No cualquiera mete un gol en un Superclásico pero el tipo fue e hizo uno en tiempo de descuento y con la nuca. No cualquiera queda en la historia grande de Gimnasia La Plata dándose el gusto de sentirse campeon e incluso anotando en aquella inolvidable final de la Copa Centenario ante River. No cualquiera se va sin despedirse a los 52 años y dejando un vacío inexplicable en los corazones futboleros. Pero se fue él, Hugo Romeo Guerra, y cada línea que se escribe lleva consigo una tristeza profunda de aquellos que supimos disfrutar de los domingos y sus emociones gracias a los festejos del atacante charrúa.
En los noventa triunfaban algunos compatriotas suyos en Argentina. Enzo Francescoli en River, el «Manteca», Sergio Martínez, en Boca. En un paso fugaz volvió Rubén Paz a lucir la camiseta de Racing. De hecho allá por 1992 aparecía el «Maestro», Oscar Washington Tabárez, para conducir al Xeneize a un título después de once años. Sin embargo este uruguayo nacido en Canelones también estaba presente siempre. Ya sea con la pilcha del Lobo, con su transferencia a Huracán, con el sueño de levantar a un Ferro que de a poco empezaba a despedirse de las grandes ligas.

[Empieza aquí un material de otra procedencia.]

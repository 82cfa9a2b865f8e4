use colored::Colorize;
use comfy_table::{Cell, CellAlignment, ContentArrangement, Table};

use crate::optimal::OptimalBracket;
use crate::probability::ProbabilityIssue;
use crate::report::{DecodedGame, GameResult, NextGameOdds, ParticipantReport, PoolReport, Scenario};
use crate::simulate::Standing;

pub fn probability_bar(probability: f64, width: usize) -> String {
    let p = probability.clamp(0.0, 1.0);
    let filled = ((p * width as f64) as usize).min(width);
    let bar: String = "\u{2588}".repeat(filled) + &"\u{2591}".repeat(width - filled);
    let pct = format!("{:.1}%", p * 100.0);

    if p >= 0.5 {
        format!("{} {}", bar.green(), pct)
    } else if p >= 0.2 {
        format!("{} {}", bar.yellow(), pct)
    } else {
        format!("{} {}", bar.red(), pct)
    }
}

fn percent(p: Option<f64>) -> String {
    match p {
        Some(p) => format!("{:.1}%", p * 100.0),
        None => "-".dimmed().to_string(),
    }
}

pub fn pool_table(report: &PoolReport) -> String {
    let mut table = Table::new();
    table.set_content_arrangement(ContentArrangement::Dynamic);

    table.set_header(vec![
        Cell::new("Participant"),
        Cell::new("Score").set_alignment(CellAlignment::Right),
        Cell::new("Win"),
        Cell::new("Lose").set_alignment(CellAlignment::Right),
        Cell::new("Avg Place").set_alignment(CellAlignment::Right),
    ]);

    let mut rows: Vec<_> = report.participants.iter().collect();
    rows.sort_by(|a, b| b.win_probability.total_cmp(&a.win_probability));
    for p in rows {
        table.add_row(vec![
            Cell::new(p.name.bold().to_string()),
            Cell::new(p.current_score).set_alignment(CellAlignment::Right),
            Cell::new(probability_bar(p.win_probability, 20)),
            Cell::new(percent(Some(p.lose_probability))).set_alignment(CellAlignment::Right),
            Cell::new(format!("{:.2}", p.average_place)).set_alignment(CellAlignment::Right),
        ]);
    }

    table.to_string()
}

pub fn game_line(game: &DecodedGame) -> String {
    let name = |t: &Option<crate::bracket::Team>| match t {
        Some(team) => team.to_string(),
        None => "?".to_string(),
    };
    let matchup = format!("{} vs {}", name(&game.team1), name(&game.team2));
    let result = match &game.result {
        GameResult::Winner(team) => team.to_string().green().to_string(),
        GameResult::Pending(side) => format!("{:?}", side).yellow().to_string(),
        GameResult::Either => "either".dimmed().to_string(),
        GameResult::Dead => "dead".dimmed().to_string(),
    };
    format!("{:>6}  {:<40} {}", game.game.to_string(), matchup, result)
}

pub fn scenario_block(scenario: &Scenario) -> String {
    let mut lines = vec![format!(
        "  {} {}",
        scenario.pattern.to_string().cyan(),
        format!("{:.2}%", scenario.probability * 100.0).bold()
    )];
    lines.extend(
        scenario
            .games
            .iter()
            .filter(|g| !matches!(g.result, GameResult::Dead | GameResult::Either))
            .map(|g| format!("    {}", game_line(g))),
    );
    lines.join("\n")
}

/// Winning scenarios followed by losing ones; empty when there are neither.
pub fn scenario_sections(participant: &ParticipantReport) -> String {
    let mut sections = Vec::new();
    for (verb, scenarios) in [
        ("wins", &participant.winning_scenarios),
        ("finishes last", &participant.losing_scenarios),
    ] {
        if scenarios.is_empty() {
            continue;
        }
        let mut lines = vec![format!("  {} {} when", participant.name.bold(), verb)];
        lines.extend(scenarios.iter().map(scenario_block));
        sections.push(lines.join("\n"));
    }
    sections.join("\n\n")
}

pub fn next_game_table(odds: &NextGameOdds) -> String {
    let mut table = Table::new();
    table.set_content_arrangement(ContentArrangement::Dynamic);

    table.set_header(vec![
        Cell::new("Participant"),
        Cell::new(format!("Win if {}", odds.team1.name)).set_alignment(CellAlignment::Right),
        Cell::new(format!("Win if {}", odds.team2.name)).set_alignment(CellAlignment::Right),
        Cell::new(format!("Lose if {}", odds.team1.name)).set_alignment(CellAlignment::Right),
        Cell::new(format!("Lose if {}", odds.team2.name)).set_alignment(CellAlignment::Right),
    ]);

    for (a, b) in odds.if_team1_wins.iter().zip(&odds.if_team2_wins) {
        table.add_row(vec![
            Cell::new(a.participant.bold().to_string()),
            Cell::new(percent(a.win)).set_alignment(CellAlignment::Right),
            Cell::new(percent(b.win)).set_alignment(CellAlignment::Right),
            Cell::new(percent(a.lose)).set_alignment(CellAlignment::Right),
            Cell::new(percent(b.lose)).set_alignment(CellAlignment::Right),
        ]);
    }

    format!(
        "  {} {} vs {}\n{}",
        odds.game.to_string().bold(),
        odds.team1,
        odds.team2,
        table
    )
}

pub fn standings_table(standings: &[Standing]) -> String {
    let mut table = Table::new();
    table.set_content_arrangement(ContentArrangement::Dynamic);

    table.set_header(vec![
        Cell::new("#").set_alignment(CellAlignment::Right),
        Cell::new("Participant"),
        Cell::new("Points").set_alignment(CellAlignment::Right),
        Cell::new("Correct").set_alignment(CellAlignment::Right),
        Cell::new("Seed Bonus").set_alignment(CellAlignment::Right),
        Cell::new("Bonus").set_alignment(CellAlignment::Right),
        Cell::new("Total").set_alignment(CellAlignment::Right),
    ]);

    for s in standings {
        table.add_row(vec![
            Cell::new(s.place).set_alignment(CellAlignment::Right),
            Cell::new(s.name.bold().to_string()),
            Cell::new(s.score.total).set_alignment(CellAlignment::Right),
            Cell::new(s.score.correct_picks).set_alignment(CellAlignment::Right),
            Cell::new(s.score.seed_bonus).set_alignment(CellAlignment::Right),
            Cell::new(s.bonus).set_alignment(CellAlignment::Right),
            Cell::new(s.total.to_string().green().bold().to_string())
                .set_alignment(CellAlignment::Right),
        ]);
    }

    table.to_string()
}

pub fn optimal_table(brackets: &[OptimalBracket]) -> String {
    let mut table = Table::new();
    table.set_content_arrangement(ContentArrangement::Dynamic);

    table.set_header(vec![
        Cell::new("Participant"),
        Cell::new("Max Score").set_alignment(CellAlignment::Right),
        Cell::new("Probability").set_alignment(CellAlignment::Right),
        Cell::new("Tied").set_alignment(CellAlignment::Right),
        Cell::new("Outcome"),
    ]);

    for b in brackets {
        table.add_row(vec![
            Cell::new(b.participant.bold().to_string()),
            Cell::new(b.max_score).set_alignment(CellAlignment::Right),
            Cell::new(format!("{:.4}%", b.probability * 100.0)).set_alignment(CellAlignment::Right),
            Cell::new(b.tied_outcomes).set_alignment(CellAlignment::Right),
            Cell::new(b.pattern.to_string()),
        ]);
    }

    table.to_string()
}

pub fn issue_line(issue: &ProbabilityIssue) -> String {
    format!("  {} {}", "!".yellow().bold(), issue)
}

pub fn print_error(msg: &str) {
    eprintln!("{} {}", "Error:".red().bold(), msg);
}

pub fn print_success(msg: &str) {
    println!("{}", msg.green().bold());
}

Su partida fue inesperada. Apenas con 52 años recién cumplidos pues era pisciano del 18 de marzo, el atacante que dejó grandes recuerdos por los clubes donde forjó su carrera, jugó al fútbol con amigos hasta ayer mismo. El dolor es inmenso, sin distinción de camisetas. ¿Quién no lo puso en el Gran DT? ¿Quién no apretó fuerte el puño festejando un gol del Globo o del Verdolaga sabiendo que el charrúa sumaba en el torneo que apasionaba a los argentinos ya que finalmente podían sentirse entrenadores?
Será muy recordado por el nucazo pero también le ganó una final a River defendiendo la camiseta de Gimnasia. Esa tarde, hizo un gol de palomita para que el Lobo celebrase un título inolvidable. En aquella jornada, justamente, también anotó un joven llamado Guillermo Barros Schelotto. Quedó en la historia de esos jugadores que debían ser llamados con su nombre completo para que no sea necesario seguir presentándolos. No era ni Hugo, ni Guerra. Era Hugo Romeo Guerra y se fue sin despedirse. ¡Qué en paz descanses, «yorugua»!